Comment 8 for bug 1903008

Revision history for this message
OpenStack Infra (hudson-openstack) wrote : Related fix merged to neutron (stable/victoria)

Reviewed: https://review.opendev.org/c/openstack/neutron/+/786097
Committed: https://opendev.org/openstack/neutron/commit/1f30f2dfff722ea65c811b4b99243fae51a2d688
Submitter: "Zuul (22348)"
Branch: stable/victoria

commit 1f30f2dfff722ea65c811b4b99243fae51a2d688
Author: Terry Wilson <email address hidden>
Date: Mon Dec 7 20:46:53 2020 +0000

    Rely on worker count for HashRing caching

    The current code looks at a hash ring node's created_at/updated_at
    fields and tries to determine whether the node has been updated
    based on whether updated_at - created_at > 1 second (due to the
    method that initially fills them being different by microseconds).
    Unfortunately, due to the notify() method being called which calls
    the hash ring node's touch_node(), a node can be updated in under
    a second, meaning we will prevent caching for much longer than
    we intend.

    When using sqlite in-memory db, this continually re-creating the
    Hash Ring objects for every event that is processed is exposing an
    issue where rows that should be in the db just *aren't*.
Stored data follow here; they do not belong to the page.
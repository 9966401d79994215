use rmcp::{
    ErrorData,
    handler::server::wrapper::Parameters,
    model::CallToolResult,
    schemars,
    tool,
    tool_router,
};
use serde::{Deserialize, Serialize};

use crate::DataVizMcp;
use crate::helpers;

/// Parameters for describing a dataset.
#[derive(Debug, Clone, Serialize, Deserialize, schemars::JsonSchema)]
pub struct DescribeDatasetParams {
    /// Name of a CSV file in the data directory, e.g. `states.csv`.
    pub filename: String,
}

#[tool_router(router = tool_router_dataset, vis = "pub")]
impl DataVizMcp {
    #[tool(description = "Describe a CSV dataset: shape, column types, null counts, first rows, and summary statistics.")]
    async fn describe_dataset(
        &self,
        Parameters(params): Parameters<DescribeDatasetParams>,
    ) -> Result<CallToolResult, ErrorData> {
        let control = self.control();
        let text = match helpers::run_blocking("describing dataset", move || {
            control.describe_dataset(&params.filename)
        })
        .await
        {
            Ok(report) => report.to_string(),
            Err(text) => text,
        };
        Ok(helpers::text_result(text))
    }
}
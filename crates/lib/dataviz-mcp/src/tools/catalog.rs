use rmcp::{
    ErrorData,
    model::CallToolResult,
    tool,
    tool_router,
};

use crate::DataVizMcp;
use crate::helpers;

#[tool_router(router = tool_router_catalog, vis = "pub")]
impl DataVizMcp {
    #[tool(description = "List the files in the data directory with their size in MB and extension.")]
    async fn list_data_files(&self) -> Result<CallToolResult, ErrorData> {
        let control = self.control();
        let text = match helpers::run_blocking("listing data files", move || {
            control.list_data_files()
        })
        .await
        {
            Ok(files) => helpers::format_data_files(&files),
            Err(text) => text,
        };
        Ok(helpers::text_result(text))
    }

    #[tool(description = "List the chart images in the output directory, newest first, with size in KB and creation time.")]
    async fn list_generated_images(&self) -> Result<CallToolResult, ErrorData> {
        let control = self.control();
        let text = match helpers::run_blocking("listing generated images", move || {
            control.list_generated_images()
        })
        .await
        {
            Ok(images) => helpers::format_images(&images),
            Err(text) => text,
        };
        Ok(helpers::text_result(text))
    }
}
//! Raster chart engine.
//!
//! Chart descriptions (`ScatterChart`, `HeatmapChart`, `BarChart`) are plain
//! data built by the control plane; rendering turns them into a `Canvas`
//! that encodes to PNG.

use std::{error::Error, fmt};

use image::Rgb;

pub mod axes;
pub mod canvas;
pub mod charts;
pub mod font;

pub use canvas::Canvas;
pub use charts::{Bar, BarChart, HeatmapChart, ScatterChart};

pub const WHITE: Rgb<u8> = Rgb([255, 255, 255]);
pub const BLACK: Rgb<u8> = Rgb([0, 0, 0]);
pub const DARK_GRAY: Rgb<u8> = Rgb([64, 64, 64]);
pub const GRID_GRAY: Rgb<u8> = Rgb([225, 225, 225]);
pub const TAB_BLUE: Rgb<u8> = Rgb([31, 119, 180]);
pub const TAB_RED: Rgb<u8> = Rgb([214, 39, 40]);
pub const STEEL_BLUE: Rgb<u8> = Rgb([70, 130, 180]);

#[derive(Debug)]
pub enum RenderError {
    EmptyChart(&'static str),
    Encode(image::ImageError),
}

impl fmt::Display for RenderError {
    fn fmt(&self, f: &mut fmt::Formatter<'_>) -> fmt::Result {
        match self {
            Self::EmptyChart(kind) => write!(f, "nothing to draw for {kind} chart"),
            Self::Encode(err) => write!(f, "PNG encode error: {err}"),
        }
    }
}

impl Error for RenderError {}

impl From<image::ImageError> for RenderError {
    fn from(err: image::ImageError) -> Self {
        Self::Encode(err)
    }
}

/// A chart description that can be rasterized.
pub trait Chart {
    /// Short name used in logs and errors.
    fn kind(&self) -> &'static str;

    /// Rasterizes the chart.
    ///
    /// # Errors
    /// Returns `RenderError::EmptyChart` when there is nothing to plot.
    fn render(&self) -> Result<Canvas, RenderError>;
}
//! Parsers for tabular input files.
//!
//! Each parser turns a file format into the canonical `Table`, inferring
//! column types and null cells along the way.

pub mod csv_table;

pub use csv_table::{CsvParseError, CsvTableParser};
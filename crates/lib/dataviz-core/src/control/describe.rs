use std::fmt::{self, Write as _};

use dataviz_store::models::{ColumnType, Table, format_float};
use serde::{Deserialize, Serialize};

use crate::stats::Summary;

use super::{ControlResult, DataVizControlPlane};

const HEAD_ROWS: usize = 5;
const NO_NUMERIC_COLUMNS: &str = "No numeric columns found for statistical analysis.";

/// Type and missing-value count of one column.
#[derive(Debug, Clone, PartialEq, Eq, Serialize, Deserialize)]
pub struct ColumnDescriptor {
    pub name: String,
    pub inferred_type: ColumnType,
    pub null_count: usize,
}

/// Summary of a loaded dataset. `Display` renders the text report.
#[derive(Debug, Clone, PartialEq, Eq)]
pub struct DatasetReport {
    pub filename: String,
    pub row_count: usize,
    pub column_count: usize,
    pub columns: Vec<ColumnDescriptor>,
    /// First rows as a fixed-width block.
    pub head: String,
    /// Per numeric column statistics as a fixed-width block; `None` when the
    /// table has no numeric column.
    pub statistics: Option<String>,
}

impl DatasetReport {
    /// Builds the report for an already loaded table. Never fails.
    #[must_use]
    pub fn from_table(filename: &str, table: &Table) -> Self {
        let columns = table
            .columns()
            .iter()
            .map(|column| ColumnDescriptor {
                name: column.name().to_string(),
                inferred_type: column.dtype(),
                null_count: column.null_count(),
            })
            .collect();
        Self {
            filename: filename.to_string(),
            row_count: table.row_count(),
            column_count: table.column_count(),
            columns,
            head: head_block(table, HEAD_ROWS),
            statistics: statistics_block(table),
        }
    }
}

impl fmt::Display for DatasetReport {
    fn fmt(&self, f: &mut fmt::Formatter<'_>) -> fmt::Result {
        writeln!(f, "Dataset: {}", self.filename)?;
        writeln!(
            f,
            "Shape: {} rows × {} columns",
            self.row_count, self.column_count
        )?;
        writeln!(f)?;
        writeln!(f, "Columns:")?;
        for column in &self.columns {
            writeln!(
                f,
                "  - {}: {} ({} null values)",
                column.name, column.inferred_type, column.null_count
            )?;
        }
        writeln!(f)?;
        writeln!(f, "First {HEAD_ROWS} rows:")?;
        writeln!(f, "{}", self.head)?;
        writeln!(f)?;
        writeln!(f, "Basic Statistics:")?;
        write!(
            f,
            "{}",
            self.statistics.as_deref().unwrap_or(NO_NUMERIC_COLUMNS)
        )
    }
}

impl DataVizControlPlane {
    /// Loads a dataset and summarizes it.
    ///
    /// # Errors
    /// Returns `ControlError` if the file is missing or cannot be parsed.
    pub fn describe_dataset(&self, filename: &str) -> ControlResult<DatasetReport> {
        let table = self.load_table(filename)?;
        Ok(DatasetReport::from_table(filename, &table))
    }
}

fn head_block(table: &Table, limit: usize) -> String {
    let headers: Vec<String> = table.column_names().into_iter().map(str::to_string).collect();
    let rows = table.row_count().min(limit);
    if rows == 0 {
        return format!(
            "Empty DataFrame\nColumns: [{}]\nIndex: []",
            headers.join(", ")
        );
    }
    let index: Vec<String> = (0..rows).map(|row| row.to_string()).collect();
    let cells: Vec<Vec<String>> = (0..rows)
        .map(|row| {
            table
                .columns()
                .iter()
                .map(|column| column.get(row).map(ToString::to_string).unwrap_or_default())
                .collect()
        })
        .collect();
    fixed_width_block(&index, &headers, &cells)
}

fn statistics_block(table: &Table) -> Option<String> {
    let summaries: Vec<(String, Summary)> = table
        .numeric_columns()
        .map(|column| {
            (
                column.name().to_string(),
                Summary::from_values(&column.numeric_values()),
            )
        })
        .collect();
    if summaries.is_empty() {
        return None;
    }
    let headers: Vec<String> = summaries.iter().map(|(name, _)| name.clone()).collect();
    let index: Vec<String> = ["count", "mean", "std", "min", "25%", "50%", "75%", "max"]
        .iter()
        .map(|label| (*label).to_string())
        .collect();
    let stat = |pick: fn(&Summary) -> f64| -> Vec<String> {
        summaries
            .iter()
            .map(|(_, summary)| stat_cell(pick(summary)))
            .collect()
    };
    let cells = vec![
        stat(|s| s.count as f64),
        stat(|s| s.mean),
        stat(|s| s.std),
        stat(|s| s.min),
        stat(|s| s.q25),
        stat(|s| s.q50),
        stat(|s| s.q75),
        stat(|s| s.max),
    ];
    Some(fixed_width_block(&index, &headers, &cells))
}

fn stat_cell(value: f64) -> String {
    if value.is_nan() {
        format_float(value)
    } else {
        format!("{value:.6}")
    }
}

/// Lays out rows under a header: the index column left-aligned, every other
/// column right-aligned, columns separated by two spaces.
fn fixed_width_block(index: &[String], headers: &[String], rows: &[Vec<String>]) -> String {
    let index_width = index.iter().map(|label| label.chars().count()).max().unwrap_or(0);
    let widths: Vec<usize> = headers
        .iter()
        .enumerate()
        .map(|(col, header)| {
            rows.iter()
                .filter_map(|row| row.get(col))
                .map(|cell| cell.chars().count())
                .chain(std::iter::once(header.chars().count()))
                .max()
                .unwrap_or(0)
        })
        .collect();

    let mut out = String::new();
    let _ = write!(out, "{:index_width$}", "");
    for (header, width) in headers.iter().zip(&widths) {
        let _ = write!(out, "  {header:>width$}");
    }
    for (label, row) in index.iter().zip(rows) {
        out.push('\n');
        let _ = write!(out, "{label:<index_width$}");
        for (cell, width) in row.iter().zip(&widths) {
            let _ = write!(out, "  {cell:>width$}");
        }
    }
    out
}
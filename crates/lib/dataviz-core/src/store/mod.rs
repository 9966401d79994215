//! Filesystem store for the input and output directories.

pub mod fs;

pub use fs::{DataStore, DirectoryRole, StoreError, StoreResult};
    This patch instead limits the hash ring nodes to api workers and
    prevents caching only until the number of nodes == number of api
    workers on the host. The switch from spawning hash ring nodes
    where !is_maintenance to is_api_worker is primarily because it
    seems to be difficult to get a list of *all* workers from which to
    subtract the maintenance worker so that _wait_startup_before_caching
    can wait for that specific number of workers. In practice, this
    means that RpcWorker and ServiceWorker workers would not process
    HashRing events.

    A note on bug 1903008: While this change will greatly reduce the
    likelihood of this issue taking place, we still have some work to
    do in order to fully understand why it rubs the database backend
    in the wrong way. Thus, we will make this change 'related to'
    instead of closing the bug.

    Related-Bug: #1894117
    Related-Bug: #1903008
    Change-Id: Ia198d45f49bddda549a0e70a3374b8339f88887b
    (cherry picked from commit c4007b0833111a25d24f597161d39ee9ccd37189)